Interesting overview of the issue of the clash of civilizations that many have been talking about in recent times. It also mentions Huntington's concept of the "swing civilizations": essentially fault lines between core civilizations which are doomed to remain conflict points for a long time. He speaks of "bloody borders", where blood will spill over and over again, before the previous blood has had any chance of drying up. And all in all, he puts religious identity at a very high position in the list of factors for defining geopolitical blocs and the respective clashes.

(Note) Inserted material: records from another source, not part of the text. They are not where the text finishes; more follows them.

//! Schema-bound data handed to provider callbacks.
//!
//! [`Config`], [`State`] and [`Plan`] pair a decoded [`Value`] with the
//! [`Schema`] it was decoded against. Reads go through [`FromValue`] and report
//! failures as diagnostics so callbacks can append them to their response.

use serde::de::DeserializeOwned;
use serde::Serialize;

use crate::diag::{Diagnostic, Diagnostics};
use crate::path::{Path, PathStep};
use crate::schema::Schema;
use crate::types::FromValue;
use crate::value::{Value, ValueError};

fn conversion_error(path: &Path, err: &ValueError) -> Diagnostic {
    let detail = format!(
        "An unexpected error was encountered converting the value at \"{}\". \
         This is always a bug in the provider.\n\n{}",
        path, err
    );
    if path.is_empty() {
        Diagnostic::error("Value Conversion Error", detail)
    } else {
        Diagnostic::attribute_error(path.clone(), "Value Conversion Error", detail)
    }
}

fn read_attribute<T: FromValue>(raw: &Value, path: &Path) -> Result<T, Diagnostics> {
    raw.get_at_path(path)
        .and_then(|value| T::from_value(value, path))
        .map_err(|err| conversion_error(path, &err).into())
}

fn read_all<T: DeserializeOwned>(raw: &Value) -> Result<T, Diagnostics> {
    if let Some(path) = raw.unknown_paths().into_iter().next() {
        let err = ValueError::Unknown { path: path.clone() };
        return Err(conversion_error(&path, &err).into());
    }
    serde_json::from_value(raw.to_json()).map_err(|err| {
        Diagnostic::error(
            "Value Conversion Error",
            format!("Unable to deserialize the object: {}", err),
        )
        .into()
    })
}

fn write_attribute(schema: &Schema, raw: &mut Value, path: &Path, value: Value) -> Diagnostics {
    let targets_attribute = matches!(path.steps().last(), Some(PathStep::AttributeName(_)));

    let value = match schema.attribute_at_path(path) {
        Some(attr) if targets_attribute => {
            match Value::from_json(&attr.attr_type, &value.to_json()) {
                Ok(checked) => checked,
                Err(err) => return conversion_error(path, &err).into(),
            }
        }
        _ => value,
    };

    match raw.set_at_path(path, value) {
        Ok(()) => Diagnostics::new(),
        Err(err) => conversion_error(path, &err).into(),
    }
}

fn write_all<T: Serialize>(schema: &Schema, raw: &mut Value, value: &T) -> Diagnostics {
    let json = match serde_json::to_value(value) {
        Ok(json) => json,
        Err(err) => {
            return Diagnostic::error(
                "Value Conversion Error",
                format!("Unable to serialize the object: {}", err),
            )
            .into()
        }
    };
    match Value::from_json(&schema.value_type(), &json) {
        Ok(decoded) => {
            *raw = decoded;
            Diagnostics::new()
        }
        Err(err) => conversion_error(&Path::empty(), &err).into(),
    }
}

macro_rules! schema_data {
    ($name:ident) => {
        impl $name {
            /// Pair a value with its schema.
            pub fn new(schema: Schema, raw: Value) -> Self {
                Self { raw, schema }
            }

            /// A null value for the schema.
            pub fn null(schema: Schema) -> Self {
                Self::new(schema, Value::Null)
            }

            /// Whether the whole value is null.
            pub fn is_null(&self) -> bool {
                self.raw.is_null()
            }

            /// Read the attribute at `path`.
            pub fn get_attribute<T: FromValue>(&self, path: &Path) -> Result<T, Diagnostics> {
                read_attribute(&self.raw, path)
            }

            /// Deserialize the whole value. Fails if anything is unknown.
            pub fn get<T: DeserializeOwned>(&self) -> Result<T, Diagnostics> {
                read_all(&self.raw)
            }
        }
    };
}

macro_rules! writable_data {
    ($name:ident) => {
        impl $name {
            /// Replace the attribute at `path`.
            ///
            /// The value is checked against the attribute's type when the
            /// path names an attribute.
            pub fn set_attribute(&mut self, path: &Path, value: impl Into<Value>) -> Diagnostics {
                write_attribute(&self.schema, &mut self.raw, path, value.into())
            }

            /// Replace the whole value with a serialized struct.
            pub fn set<T: Serialize>(&mut self, value: &T) -> Diagnostics {
                write_all(&self.schema, &mut self.raw, value)
            }
        }
    };
}

/// Configuration written by the practitioner.
#[derive(Debug, Clone, Default, PartialEq)]
pub struct Config {
    /// The decoded configuration.
    pub raw: Value,
    /// The schema it was decoded against.
    pub schema: Schema,
}

/// State recorded for a resource or data source.
#[derive(Debug, Clone, Default, PartialEq)]
pub struct State {
    /// The decoded state.
    pub raw: Value,
    /// The schema it was decoded against.
    pub schema: Schema,
}

/// The planned new state of a resource.
#[derive(Debug, Clone, Default, PartialEq)]
pub struct Plan {
    /// The decoded plan.
    pub raw: Value,
    /// The schema it was decoded against.
    pub schema: Schema,
}

schema_data!(Config);
schema_data!(State);
schema_data!(Plan);
writable_data!(State);
writable_data!(Plan);

impl State {
    /// Mark the resource as gone.
    pub fn remove_resource(&mut self) {
        self.raw = Value::Null;
    }
}
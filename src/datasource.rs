//! Data sources.
//!
//! A [`DataSource`] reads information the provider does not manage. Like
//! resources, a fresh instance is created for every call and configured with
//! the provider data first.

use std::sync::Arc;

use crate::data::{Config, State};
use crate::diag::Diagnostics;
use crate::schema::Schema;

pub use crate::provider::{ValidateConfigRequest, ValidateConfigResponse};
pub use crate::resource::{ConfigureRequest, ConfigureResponse};

/// Creates a new data source instance.
pub type DataSourceFactory = Arc<dyn Fn() -> Box<dyn DataSource> + Send + Sync>;

/// Wrap a constructor as a [`DataSourceFactory`].
pub fn factory<F, D>(constructor: F) -> DataSourceFactory
where
    F: Fn() -> D + Send + Sync + 'static,
    D: DataSource + 'static,
{
    Arc::new(move || Box::new(constructor()) as Box<dyn DataSource>)
}

/// Input to [`DataSource::read`].
#[derive(Debug, Clone, Default)]
pub struct ReadRequest {
    /// The configuration.
    pub config: Config,
    /// The module's `provider_meta`, if any.
    pub provider_meta: Config,
}

/// Output of [`DataSource::read`].
#[derive(Debug, Clone, Default)]
pub struct ReadResponse {
    /// The state to return. Starts as a copy of the configuration; every
    /// computed attribute must be set.
    pub state: State,
    /// Problems found while reading.
    pub diagnostics: Diagnostics,
}

/// Trait that data source implementations must implement.
#[async_trait::async_trait]
pub trait DataSource: Send + Sync {
    /// The full type name, usually `format!("{provider_type_name}_thing")`.
    fn type_name(&self, provider_type_name: &str) -> String;

    /// Describe the data source.
    fn schema(&self) -> Schema;

    /// Receive the provider data. Called before every other callback.
    fn configure(&mut self, req: ConfigureRequest, resp: &mut ConfigureResponse) {
        let _ = (req, resp);
    }

    /// Validate the configuration beyond what the schema enforces.
    async fn validate_config(&self, req: ValidateConfigRequest, resp: &mut ValidateConfigResponse) {
        let _ = (req, resp);
    }

    /// Read the data.
    async fn read(&self, req: ReadRequest, resp: &mut ReadResponse);
}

A major criticism of that concept comes from the school of thought that bets on a more complex approach (as opposed to the "reductionist" one, as Huntington's approach has been dubbed by his detractors):

"The increasing tendency to overlook the many identities that any human being has and to try to classify individuals according to a single allegedly pre-eminent religious identity is an intellectual confusion that can animate dangerous divisiveness. An Islamist instigator of violence against infidels may want Muslims to forget that they have any identity other than being Islamic. What is surprising is that those who would like to quell that violence promote, in effect, the same intellectual disorientation by seeing Muslims primarily as members of an Islamic world. The world is made much more incendiary by the advocacy and popularity of single-dimensional categorization of human beings, which combines haziness of vision with increased scope for the exploitation of that haze by the champions of violence."

Still, some have gone as far as to call Huntington's writings prophetic. Indeed, he defined those fault lines of his long before the 9-11 era had supposedly transformed the way the world perceives itself (not specifically singling out Islamic terrorism as one side in this clash, but the implication was definitely there). This has earned him a lot of followers.

That said, I think I can see where the argument is coming from that Huntington's theory may look like a self-fulfilling prophecy. It's a fact that there are numerous think-tanks in the US that "produce" theoretical basis for a continuous US economic and geopolitical expansion - how correct or false that theoretical foundation is, is another story. In other words, the US and the West in more general tend to come up with excuses for a sustained world domination, disregarding and downplaying the cultural, religious and social diversities and particularities of the rest of the world. And this is something that we can recognize from the life cycles of many preceding empires, global and otherwise.

If we look at this impartially, we'd realize that it's an inherently totalitarian approach, because it emerges from the arrogant notion that we somehow possess the ultimate and universal medicine for every major societal problem of humanity, something like a global panacea (liberal democracy for example?) And the rest of the world is advised to follow our recipe, whether they like it or not. Lest they face trouble.

If history is any guide, a number of empires have resorted to such means, have developed such a mindset, and have eventually reached a spiritual and intellectual dead end in result, which in itself is a pattern that each one of them has failed to recognize in their predecessors, and has in turn reaped exactly what they have sowed.